(Source records)
*** Block opens ***
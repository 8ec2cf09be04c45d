use async_trait::async_trait;
use serde::Deserialize;
use std::sync::Arc;
use std::sync::atomic::{AtomicU32, Ordering};
use std::time::Duration;

use taskmill_core::{
    Dispatcher, DispatcherConfig, HandlerRegistry, MemoryStore, Task, TaskHandler, TaskStore,
    TaskmillError,
};

#[derive(Debug, Deserialize)]
struct GreetPayload {
    name: String,
}

/// Fails a few times before succeeding, to show the retry path.
struct GreetHandler {
    remaining_failures: AtomicU32,
}

impl GreetHandler {
    fn new(n: u32) -> Self {
        Self {
            remaining_failures: AtomicU32::new(n),
        }
    }
}

#[async_trait]
impl TaskHandler for GreetHandler {
    async fn handle(&self, payload: serde_json::Value, task: &Task) -> Result<(), TaskmillError> {
        let p: GreetPayload = serde_json::from_value(payload)
            .map_err(|e| TaskmillError::handler(format!("json decode: {e}")))?;

        let left = self.remaining_failures.load(Ordering::Relaxed);
        if left > 0 {
            self.remaining_failures.fetch_sub(1, Ordering::Relaxed);
            return Err(TaskmillError::handler(format!(
                "intentional failure (left={left})"
            )));
        }

        tracing::info!(id = %task.id, attempt = task.retry_count + 1, "Hello, {}!", p.name);
        Ok(())
    }
}

/// Never succeeds; ends up `failed` once retries run out.
struct DoomedHandler;

#[async_trait]
impl TaskHandler for DoomedHandler {
    async fn handle(&self, _payload: serde_json::Value, _task: &Task) -> Result<(), TaskmillError> {
        Err(TaskmillError::handler("this one never works"))
    }
}

#[tokio::main]
async fn main() -> Result<(), TaskmillError> {
    tracing_subscriber::fmt()
        .with_env_filter(
            tracing_subscriber::EnvFilter::try_from_default_env()
                .unwrap_or_else(|_| "info".into()),
        )
        .init();

    // (A) Store and handlers.
    let store: Arc<dyn TaskStore> = Arc::new(MemoryStore::new());
    let mut registry = HandlerRegistry::new();
    registry.register("greet", Arc::new(GreetHandler::new(2)));
    registry.register("doomed", Arc::new(DoomedHandler));

    // (B) Dispatcher with a fast poll so the demo finishes quickly.
    let config = DispatcherConfig {
        concurrency: 3,
        polling_interval: Duration::from_millis(100),
        ..DispatcherConfig::default()
    };
    let dispatcher = Dispatcher::new(Arc::clone(&store), Arc::new(registry), config)?;

    // (C) Enqueue work: the higher priority greet runs first.
    let greet = store
        .insert(
            "greet",
            100,
            serde_json::json!({ "name": "taskmill" }).to_string(),
            3,
        )
        .await?;
    let doomed = store.insert("doomed", 50, "{}".to_string(), 2).await?;
    tracing::info!(%greet, %doomed, "tasks enqueued");

    // (D) Run until everything reaches a terminal state.
    dispatcher.start().await;
    loop {
        let counts = store.aggregate_counts().await?;
        if counts.completed + counts.failed == counts.total {
            break;
        }
        tokio::time::sleep(Duration::from_millis(50)).await;
    }
    dispatcher.stop().await;

    let counts = store.aggregate_counts().await?;
    tracing::info!(?counts, "final store counts");
    if let Some(task) = store.get_by_id(doomed).await? {
        tracing::info!(
            id = %task.id,
            status = %task.status,
            error = task.error_message.as_deref().unwrap_or("-"),
            "doomed task outcome"
        );
    }

    store.close().await?;
    Ok(())
}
*** Block closes ***
→ Work item
Select every line of the records holding the string "TaskHandler".

→ Reply
    Dispatcher, DispatcherConfig, HandlerRegistry, MemoryStore, Task, TaskHandler, TaskStore,
impl TaskHandler for GreetHandler {
impl TaskHandler for DoomedHandler {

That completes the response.